The most important thing to remember is that anyone whose license is in jeopardy is entitled to due process. Make sure you develop a plan of action, and follow through with every step.
“While plans can, and often should, change, you are usually best advised to take a disciplinary matter seriously and to keep the matter moving as much as possible. Make a plan and stick to it.”
The administrative disciplinary process is unique, and if you seek legal counsel to help you navigate the disciplinary process, you are better off enlisting the services of a practitioner who understands the nuances of regulatory law. Considering that a regulator can often take everything from you, and that your license is a revocable privilege, you may be better off with an attorney who does not have an emotional attachment to the situation.
Further, licensees are often sorely disappointed to learn that standard plea negotiations are inapplicable, the regulators’ attorneys do not have unilateral authority to settle a matter, and at an administrative hearing, the government only needs to establish “it is more likely than not” that a violation occurred. Many are also unpleasantly surprised (and confused) to learn that the officer presiding over the hearing is often an employee of the ultimate decision-maker, and the entity who subjects you to initial discipline is also the entity who hears your appeal.
If you are served with any type of disciplinary document from a governmental agency, it is usually not a good idea to sit back and wait. Many licensees have experienced slow deaths while “waiting and seeing” what happens next for months. Do not mistakenly believe that the regulators are looking out for your best interests, that your thoughtful settlement offer is being seriously considered for months, or that the agency wants to avoid taking your matter to hearing as much as you might.

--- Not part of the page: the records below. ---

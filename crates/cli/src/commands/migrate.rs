//! Database migration command.
//!
//! ```bash
//! tidi-cli migrate
//! ```
//!
//! Migrations live in `crates/web/migrations/` and are embedded in the
//! `tidi-web` library at build time.

use tidi_web::db::MIGRATOR;

use super::{CommandError, connect};

#[derive(Debug, thiserror::Error)]
pub enum MigrationError {
    #[error(transparent)]
    Connect(#[from] CommandError),

    #[error("Migration error: {0}")]
    Migration(#[from] sqlx::migrate::MigrateError),
}

/// Apply all pending migrations.
///
/// # Errors
///
/// Returns `MigrationError` if the database is unreachable or a migration fails.
pub async fn run() -> Result<(), MigrationError> {
    let pool = connect().await?;

    tracing::info!(available = MIGRATOR.iter().count(), "Running migrations...");
    MIGRATOR.run(&pool).await?;

    tracing::info!("Migrations complete!");
    Ok(())
}
//! Tidi web application library.
//!
//! Workspaces, the proposal pickers and sign-in, served by the `tidi-web`
//! binary. Exposed as a library so the CLI and integration tests can reuse
//! the repositories, services and migrations.

#![cfg_attr(not(test), forbid(unsafe_code))]

pub mod config;
pub mod db;
pub mod error;
pub mod middleware;
pub mod models;
pub mod routes;
pub mod services;
pub mod state;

While plans can, and often should, change, you are usually best advised to take a disciplinary matter seriously and to keep the matter moving as much as possible. Make a plan and stick to it. If nothing else, if you are unable to settle a matter and end up going to a hearing, you do not want your evidence to go stale because of your delay. So, in addition, be proactive. Fight for your license. While you and your attorney should of course always be professional, you do not need to worry about offending an agency or its attorneys by asking questions and requiring the agency to prove its case. If an agency says you violated Rule X, read Rule X. If you do not believe you violated the rule, say so. Look at the statement of basis and purpose for Rule X and see what the intent of the rule is. Did your alleged violation align with the rule’s intent? If not, argue that. Look to the statutory provisions that formed the basis for Rule X and see if you can improve your case. Look to the procedural rules governing disciplinary matters, if such rules exist, and ensure the agency follows them.

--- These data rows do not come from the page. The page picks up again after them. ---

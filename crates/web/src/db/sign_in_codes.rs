//! One-time sign-in code repository.
//!
//! Only argon2 hashes of the codes are stored. Issuing a code retires every
//! earlier unused code for the same email, so at most one is live. A code is
//! also retired after too many wrong guesses.

use chrono::{DateTime, Utc};
use sqlx::PgPool;

use tidi_core::{Email, SignInCodeId};

use super::RepositoryError;

/// A live (unused, unexpired) code.
#[derive(Debug, Clone, sqlx::FromRow)]
pub struct ActiveSignInCode {
    pub id: SignInCodeId,
    pub code_hash: String,
    pub expires_at: DateTime<Utc>,
}

/// Repository for one-time sign-in codes.
pub struct SignInCodeRepository<'a> {
    pool: &'a PgPool,
}

impl<'a> SignInCodeRepository<'a> {
    #[must_use]
    pub const fn new(pool: &'a PgPool) -> Self {
        Self { pool }
    }

    /// Store a new code hash for `email`, retiring older ones.
    ///
    /// # Errors
    ///
    /// Returns `RepositoryError::Database` if the transaction fails.
    pub async fn issue(
        &self,
        email: &Email,
        code_hash: &str,
        expires_at: DateTime<Utc>,
    ) -> Result<SignInCodeId, RepositoryError> {
        let mut tx = self.pool.begin().await?;

        sqlx::query(
            "UPDATE tidi.sign_in_code SET used_at = NOW() WHERE email = $1 AND used_at IS NULL",
        )
        .bind(email.as_str())
        .execute(&mut *tx)
        .await?;

        let id = sqlx::query_scalar::<_, SignInCodeId>(
            r"
            INSERT INTO tidi.sign_in_code (email, code_hash, expires_at)
            VALUES ($1, $2, $3)
            RETURNING id
            ",
        )
        .bind(email.as_str())
        .bind(code_hash)
        .bind(expires_at)
        .fetch_one(&mut *tx)
        .await?;

        tx.commit().await?;
        Ok(id)
    }

    /// The live code for `email`, if any.
    ///
    /// # Errors
    ///
    /// Returns `RepositoryError::Database` if the query fails.
    pub async fn get_active(
        &self,
        email: &Email,
    ) -> Result<Option<ActiveSignInCode>, RepositoryError> {
        let row = sqlx::query_as::<_, ActiveSignInCode>(
            r"
            SELECT id, code_hash, expires_at
            FROM tidi.sign_in_code
            WHERE email = $1 AND used_at IS NULL AND expires_at > NOW()
            ORDER BY created_at DESC
            LIMIT 1
            ",
        )
        .bind(email.as_str())
        .fetch_optional(self.pool)
        .await?;

        Ok(row)
    }

    /// Count a wrong guess against a live code, retiring it once
    /// `max_attempts` is reached. Returns the new count, or `None` if the code
    /// was no longer live.
    ///
    /// # Errors
    ///
    /// Returns `RepositoryError::Database` if the query fails.
    pub async fn record_failure(
        &self,
        id: SignInCodeId,
        max_attempts: i32,
    ) -> Result<Option<i32>, RepositoryError> {
        let attempts = sqlx::query_scalar::<_, i32>(
            r"
            UPDATE tidi.sign_in_code
            SET failed_attempts = failed_attempts + 1,
                used_at = CASE
                    WHEN failed_attempts + 1 >= $2 THEN NOW()
                    ELSE used_at
                END
            WHERE id = $1 AND used_at IS NULL
            RETURNING failed_attempts
            ",
        )
        .bind(id)
        .bind(max_attempts)
        .fetch_optional(self.pool)
        .await?;

        Ok(attempts)
    }

    /// Mark a code used. Returns `false` if it was already consumed.
    ///
    /// # Errors
    ///
    /// Returns `RepositoryError::Database` if the query fails.
    pub async fn consume(&self, id: SignInCodeId) -> Result<bool, RepositoryError> {
        let result = sqlx::query(
            "UPDATE tidi.sign_in_code SET used_at = NOW() WHERE id = $1 AND used_at IS NULL",
        )
        .bind(id)
        .execute(self.pool)
        .await?;

        Ok(result.rows_affected() == 1)
    }
}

While waiting for the agency to change its mind on its own is very unlikely, it is also equally unlikely that an agency will just want to give up and settle on your terms. What is more likely is that a licensee will want to fight, but will not know how. After months of zero-to-little movement, licensees frequently will cave and settle on unfavorable terms. With that in mind, you should remember to be proactive and attentive. Learn your rights and ensure that the agency adheres to them. Do not be a victim of the slow death by discipline.